── Data in this exercise ──
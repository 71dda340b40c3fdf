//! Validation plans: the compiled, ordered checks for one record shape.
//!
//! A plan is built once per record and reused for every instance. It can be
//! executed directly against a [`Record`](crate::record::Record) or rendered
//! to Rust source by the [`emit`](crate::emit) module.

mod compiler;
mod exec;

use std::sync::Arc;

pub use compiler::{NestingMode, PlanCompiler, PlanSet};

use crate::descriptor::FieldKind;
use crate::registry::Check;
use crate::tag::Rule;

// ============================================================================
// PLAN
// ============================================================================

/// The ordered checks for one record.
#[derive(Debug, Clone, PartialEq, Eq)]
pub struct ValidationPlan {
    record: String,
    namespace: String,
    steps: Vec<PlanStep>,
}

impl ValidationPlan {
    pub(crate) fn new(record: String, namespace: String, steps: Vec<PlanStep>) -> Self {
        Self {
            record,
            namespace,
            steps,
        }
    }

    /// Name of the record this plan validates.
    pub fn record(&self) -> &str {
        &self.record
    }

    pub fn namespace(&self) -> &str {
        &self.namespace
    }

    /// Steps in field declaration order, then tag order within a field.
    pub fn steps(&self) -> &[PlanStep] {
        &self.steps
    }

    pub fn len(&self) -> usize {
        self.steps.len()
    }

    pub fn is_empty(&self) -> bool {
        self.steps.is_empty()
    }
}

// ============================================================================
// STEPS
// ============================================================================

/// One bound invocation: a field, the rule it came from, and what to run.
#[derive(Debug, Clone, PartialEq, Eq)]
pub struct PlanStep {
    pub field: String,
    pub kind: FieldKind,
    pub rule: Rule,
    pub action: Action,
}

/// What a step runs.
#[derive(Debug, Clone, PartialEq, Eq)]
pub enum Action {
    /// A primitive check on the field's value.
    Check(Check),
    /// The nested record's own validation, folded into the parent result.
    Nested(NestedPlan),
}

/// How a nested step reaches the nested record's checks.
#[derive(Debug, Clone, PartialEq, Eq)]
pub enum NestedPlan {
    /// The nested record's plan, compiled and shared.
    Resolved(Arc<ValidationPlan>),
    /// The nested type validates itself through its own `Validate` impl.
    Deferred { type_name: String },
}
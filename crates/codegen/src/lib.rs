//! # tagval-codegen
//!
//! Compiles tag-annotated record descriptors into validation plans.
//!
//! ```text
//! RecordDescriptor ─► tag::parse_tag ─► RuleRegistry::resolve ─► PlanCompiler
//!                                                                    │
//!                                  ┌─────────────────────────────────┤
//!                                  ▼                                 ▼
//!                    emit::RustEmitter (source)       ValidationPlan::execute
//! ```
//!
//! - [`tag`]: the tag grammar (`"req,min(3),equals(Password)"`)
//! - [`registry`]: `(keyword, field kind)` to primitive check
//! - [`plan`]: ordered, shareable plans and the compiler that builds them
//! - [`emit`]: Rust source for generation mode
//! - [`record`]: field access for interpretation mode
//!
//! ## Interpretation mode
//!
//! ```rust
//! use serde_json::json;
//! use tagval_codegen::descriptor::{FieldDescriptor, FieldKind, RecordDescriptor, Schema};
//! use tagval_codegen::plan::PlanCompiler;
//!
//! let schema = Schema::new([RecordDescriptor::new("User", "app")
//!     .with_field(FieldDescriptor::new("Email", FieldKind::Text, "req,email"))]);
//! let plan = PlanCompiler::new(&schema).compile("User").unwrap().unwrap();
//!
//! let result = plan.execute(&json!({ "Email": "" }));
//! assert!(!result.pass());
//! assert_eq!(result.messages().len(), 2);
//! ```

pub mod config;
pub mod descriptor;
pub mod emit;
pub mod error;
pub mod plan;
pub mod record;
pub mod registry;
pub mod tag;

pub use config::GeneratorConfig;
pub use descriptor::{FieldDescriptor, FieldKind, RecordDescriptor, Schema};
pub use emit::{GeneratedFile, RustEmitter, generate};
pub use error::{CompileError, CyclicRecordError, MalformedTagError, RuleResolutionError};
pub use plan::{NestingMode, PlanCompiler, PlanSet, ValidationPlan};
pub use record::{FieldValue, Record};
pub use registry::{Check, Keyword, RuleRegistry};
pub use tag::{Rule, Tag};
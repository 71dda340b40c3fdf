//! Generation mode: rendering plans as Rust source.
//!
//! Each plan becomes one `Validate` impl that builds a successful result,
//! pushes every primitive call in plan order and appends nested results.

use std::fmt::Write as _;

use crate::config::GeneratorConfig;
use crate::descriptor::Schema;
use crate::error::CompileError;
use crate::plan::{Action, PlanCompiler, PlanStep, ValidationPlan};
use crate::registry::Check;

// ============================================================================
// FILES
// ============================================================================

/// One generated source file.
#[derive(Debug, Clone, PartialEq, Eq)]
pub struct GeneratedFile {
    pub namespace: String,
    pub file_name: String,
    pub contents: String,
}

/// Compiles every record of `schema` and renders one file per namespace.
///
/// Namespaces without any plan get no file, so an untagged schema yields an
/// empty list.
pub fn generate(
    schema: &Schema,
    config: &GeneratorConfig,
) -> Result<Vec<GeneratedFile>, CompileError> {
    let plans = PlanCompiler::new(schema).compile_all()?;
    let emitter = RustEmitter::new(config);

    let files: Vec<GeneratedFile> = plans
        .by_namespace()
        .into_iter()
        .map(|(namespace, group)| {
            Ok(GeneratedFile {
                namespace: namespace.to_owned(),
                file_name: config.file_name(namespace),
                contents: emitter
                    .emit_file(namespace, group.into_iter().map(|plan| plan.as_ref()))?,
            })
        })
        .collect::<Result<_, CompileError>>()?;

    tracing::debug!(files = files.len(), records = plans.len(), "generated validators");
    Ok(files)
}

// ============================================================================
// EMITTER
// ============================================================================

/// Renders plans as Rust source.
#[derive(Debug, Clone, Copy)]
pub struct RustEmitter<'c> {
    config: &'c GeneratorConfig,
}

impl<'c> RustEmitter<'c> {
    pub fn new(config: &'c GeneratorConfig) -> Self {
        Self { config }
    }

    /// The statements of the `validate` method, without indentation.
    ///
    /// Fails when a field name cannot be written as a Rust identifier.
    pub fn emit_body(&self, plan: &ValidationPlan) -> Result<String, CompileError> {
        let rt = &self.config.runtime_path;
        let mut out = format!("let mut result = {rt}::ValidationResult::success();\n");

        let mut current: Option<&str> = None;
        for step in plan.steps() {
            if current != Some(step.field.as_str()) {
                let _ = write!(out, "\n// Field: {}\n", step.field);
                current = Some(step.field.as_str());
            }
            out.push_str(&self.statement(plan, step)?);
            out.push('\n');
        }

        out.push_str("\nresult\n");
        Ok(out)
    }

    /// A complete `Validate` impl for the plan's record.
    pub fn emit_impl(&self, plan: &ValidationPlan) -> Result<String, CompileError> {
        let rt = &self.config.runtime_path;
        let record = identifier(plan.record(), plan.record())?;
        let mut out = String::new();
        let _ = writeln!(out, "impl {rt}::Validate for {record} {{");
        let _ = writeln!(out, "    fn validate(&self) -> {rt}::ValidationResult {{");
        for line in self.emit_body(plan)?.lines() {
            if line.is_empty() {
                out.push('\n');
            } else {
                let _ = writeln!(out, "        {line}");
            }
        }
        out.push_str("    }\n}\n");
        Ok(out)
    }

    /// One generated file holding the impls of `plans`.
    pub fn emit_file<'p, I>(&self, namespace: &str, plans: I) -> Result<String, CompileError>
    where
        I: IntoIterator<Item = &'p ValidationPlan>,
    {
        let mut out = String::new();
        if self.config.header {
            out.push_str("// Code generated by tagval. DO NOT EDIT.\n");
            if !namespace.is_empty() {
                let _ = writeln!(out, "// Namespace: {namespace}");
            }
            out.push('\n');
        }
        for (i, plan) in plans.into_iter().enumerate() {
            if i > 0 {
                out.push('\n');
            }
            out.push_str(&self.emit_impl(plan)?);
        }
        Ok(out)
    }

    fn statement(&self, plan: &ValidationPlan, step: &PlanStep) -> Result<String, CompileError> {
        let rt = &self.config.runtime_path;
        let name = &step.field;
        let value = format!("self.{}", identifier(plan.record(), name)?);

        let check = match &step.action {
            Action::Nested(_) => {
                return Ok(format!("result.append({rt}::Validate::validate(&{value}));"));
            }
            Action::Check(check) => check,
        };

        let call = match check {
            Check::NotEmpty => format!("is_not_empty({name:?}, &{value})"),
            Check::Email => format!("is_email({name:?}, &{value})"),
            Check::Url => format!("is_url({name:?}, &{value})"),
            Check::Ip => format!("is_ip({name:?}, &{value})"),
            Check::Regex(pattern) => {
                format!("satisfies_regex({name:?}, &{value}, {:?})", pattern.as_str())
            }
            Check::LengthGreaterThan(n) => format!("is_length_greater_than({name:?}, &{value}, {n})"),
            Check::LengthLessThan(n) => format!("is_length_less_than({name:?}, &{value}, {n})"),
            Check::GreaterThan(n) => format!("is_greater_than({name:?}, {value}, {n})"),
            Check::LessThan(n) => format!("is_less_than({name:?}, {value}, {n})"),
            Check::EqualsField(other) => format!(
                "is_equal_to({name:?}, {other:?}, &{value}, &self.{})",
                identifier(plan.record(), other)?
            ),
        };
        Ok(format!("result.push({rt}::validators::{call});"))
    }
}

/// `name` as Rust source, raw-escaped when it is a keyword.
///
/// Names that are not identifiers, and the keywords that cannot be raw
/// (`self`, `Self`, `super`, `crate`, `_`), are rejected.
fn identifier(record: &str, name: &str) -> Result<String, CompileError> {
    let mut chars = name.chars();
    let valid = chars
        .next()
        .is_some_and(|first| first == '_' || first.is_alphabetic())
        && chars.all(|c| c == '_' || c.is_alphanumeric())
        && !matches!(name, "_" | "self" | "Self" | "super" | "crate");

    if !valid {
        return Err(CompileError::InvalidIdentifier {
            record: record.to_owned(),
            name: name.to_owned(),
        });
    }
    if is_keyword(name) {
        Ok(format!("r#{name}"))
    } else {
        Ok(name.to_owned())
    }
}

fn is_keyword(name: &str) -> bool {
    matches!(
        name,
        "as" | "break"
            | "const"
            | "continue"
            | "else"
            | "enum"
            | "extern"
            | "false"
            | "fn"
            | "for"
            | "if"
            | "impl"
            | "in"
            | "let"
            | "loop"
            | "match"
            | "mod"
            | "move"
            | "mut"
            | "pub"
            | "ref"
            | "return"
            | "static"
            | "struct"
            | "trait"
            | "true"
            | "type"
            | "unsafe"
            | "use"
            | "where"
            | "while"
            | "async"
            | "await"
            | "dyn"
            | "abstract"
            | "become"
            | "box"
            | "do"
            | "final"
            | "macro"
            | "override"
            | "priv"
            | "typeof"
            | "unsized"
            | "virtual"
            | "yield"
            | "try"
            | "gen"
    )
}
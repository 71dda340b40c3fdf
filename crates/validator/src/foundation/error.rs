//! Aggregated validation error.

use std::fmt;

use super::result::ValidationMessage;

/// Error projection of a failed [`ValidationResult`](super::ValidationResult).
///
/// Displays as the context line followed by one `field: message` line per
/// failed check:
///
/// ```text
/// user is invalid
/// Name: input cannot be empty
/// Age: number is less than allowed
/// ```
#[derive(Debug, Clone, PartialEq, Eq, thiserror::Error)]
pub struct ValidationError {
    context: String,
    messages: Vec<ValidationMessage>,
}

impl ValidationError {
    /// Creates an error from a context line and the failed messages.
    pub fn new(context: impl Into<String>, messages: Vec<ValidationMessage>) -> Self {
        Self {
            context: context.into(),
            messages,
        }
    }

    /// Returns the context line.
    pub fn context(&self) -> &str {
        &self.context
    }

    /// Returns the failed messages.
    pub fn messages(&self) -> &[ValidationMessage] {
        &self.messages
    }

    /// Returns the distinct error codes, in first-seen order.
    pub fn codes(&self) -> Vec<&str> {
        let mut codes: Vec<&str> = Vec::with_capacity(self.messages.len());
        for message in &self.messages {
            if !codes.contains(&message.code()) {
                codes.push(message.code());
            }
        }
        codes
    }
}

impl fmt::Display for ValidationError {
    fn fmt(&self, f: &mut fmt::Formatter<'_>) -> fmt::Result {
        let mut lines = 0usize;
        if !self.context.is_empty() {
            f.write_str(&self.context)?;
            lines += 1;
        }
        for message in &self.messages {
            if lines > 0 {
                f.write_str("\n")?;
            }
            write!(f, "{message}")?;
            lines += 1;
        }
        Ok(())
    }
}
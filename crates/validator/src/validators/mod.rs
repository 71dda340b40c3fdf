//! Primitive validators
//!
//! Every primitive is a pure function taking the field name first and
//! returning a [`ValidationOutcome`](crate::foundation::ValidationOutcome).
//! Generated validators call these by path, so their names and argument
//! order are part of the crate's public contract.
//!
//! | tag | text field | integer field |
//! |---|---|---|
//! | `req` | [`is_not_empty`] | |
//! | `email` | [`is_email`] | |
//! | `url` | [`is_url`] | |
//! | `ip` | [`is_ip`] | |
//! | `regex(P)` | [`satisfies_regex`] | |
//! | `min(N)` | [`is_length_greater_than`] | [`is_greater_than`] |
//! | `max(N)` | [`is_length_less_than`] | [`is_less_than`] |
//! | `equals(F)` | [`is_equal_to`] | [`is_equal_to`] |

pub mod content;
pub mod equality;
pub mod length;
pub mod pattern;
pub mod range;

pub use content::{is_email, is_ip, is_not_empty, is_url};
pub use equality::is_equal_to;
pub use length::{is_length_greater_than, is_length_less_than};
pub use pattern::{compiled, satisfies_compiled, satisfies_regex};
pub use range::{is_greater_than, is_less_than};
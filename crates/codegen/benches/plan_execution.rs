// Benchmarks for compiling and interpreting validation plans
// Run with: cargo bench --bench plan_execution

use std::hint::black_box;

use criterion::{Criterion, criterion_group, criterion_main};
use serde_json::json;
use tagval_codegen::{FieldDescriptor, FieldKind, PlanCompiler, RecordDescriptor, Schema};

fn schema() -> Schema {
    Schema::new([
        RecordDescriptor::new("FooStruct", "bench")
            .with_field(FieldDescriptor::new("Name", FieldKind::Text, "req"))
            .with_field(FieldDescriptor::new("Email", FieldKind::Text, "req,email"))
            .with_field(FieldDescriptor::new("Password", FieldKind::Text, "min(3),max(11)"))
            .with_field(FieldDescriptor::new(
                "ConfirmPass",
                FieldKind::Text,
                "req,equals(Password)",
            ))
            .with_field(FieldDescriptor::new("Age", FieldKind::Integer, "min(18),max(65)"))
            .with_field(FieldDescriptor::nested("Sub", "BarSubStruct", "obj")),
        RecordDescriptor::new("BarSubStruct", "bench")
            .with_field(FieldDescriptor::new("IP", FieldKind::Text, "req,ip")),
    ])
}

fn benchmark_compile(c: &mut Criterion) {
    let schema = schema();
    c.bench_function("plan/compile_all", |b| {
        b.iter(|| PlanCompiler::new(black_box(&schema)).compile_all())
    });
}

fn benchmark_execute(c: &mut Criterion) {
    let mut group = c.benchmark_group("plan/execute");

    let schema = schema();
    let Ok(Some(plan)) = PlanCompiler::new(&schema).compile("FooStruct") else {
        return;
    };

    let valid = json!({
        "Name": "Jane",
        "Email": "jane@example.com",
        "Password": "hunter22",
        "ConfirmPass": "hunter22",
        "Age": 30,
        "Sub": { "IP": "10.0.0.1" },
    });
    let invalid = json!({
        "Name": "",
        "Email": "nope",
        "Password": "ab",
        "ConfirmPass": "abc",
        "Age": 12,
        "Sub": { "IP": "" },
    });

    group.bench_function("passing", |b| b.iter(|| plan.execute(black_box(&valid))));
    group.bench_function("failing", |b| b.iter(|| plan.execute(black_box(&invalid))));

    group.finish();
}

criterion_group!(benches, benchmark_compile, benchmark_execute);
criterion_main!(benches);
───
#### [Task objective]
From the entries above, collect every line with the string "FieldKind" in it.

#### [Worked solution]
use crate::descriptor::FieldKind;
    pub kind: FieldKind,
//! use tagval_codegen::descriptor::{FieldDescriptor, FieldKind, RecordDescriptor, Schema};
//!     .with_field(FieldDescriptor::new("Email", FieldKind::Text, "req,email"))]);
pub use descriptor::{FieldDescriptor, FieldKind, RecordDescriptor, Schema};
use tagval_codegen::{FieldDescriptor, FieldKind, PlanCompiler, RecordDescriptor, Schema};
            .with_field(FieldDescriptor::new("Name", FieldKind::Text, "req"))
            .with_field(FieldDescriptor::new("Email", FieldKind::Text, "req,email"))
            .with_field(FieldDescriptor::new("Password", FieldKind::Text, "min(3),max(11)"))
                FieldKind::Text,
            .with_field(FieldDescriptor::new("Age", FieldKind::Integer, "min(18),max(65)"))
            .with_field(FieldDescriptor::new("IP", FieldKind::Text, "req,ip")),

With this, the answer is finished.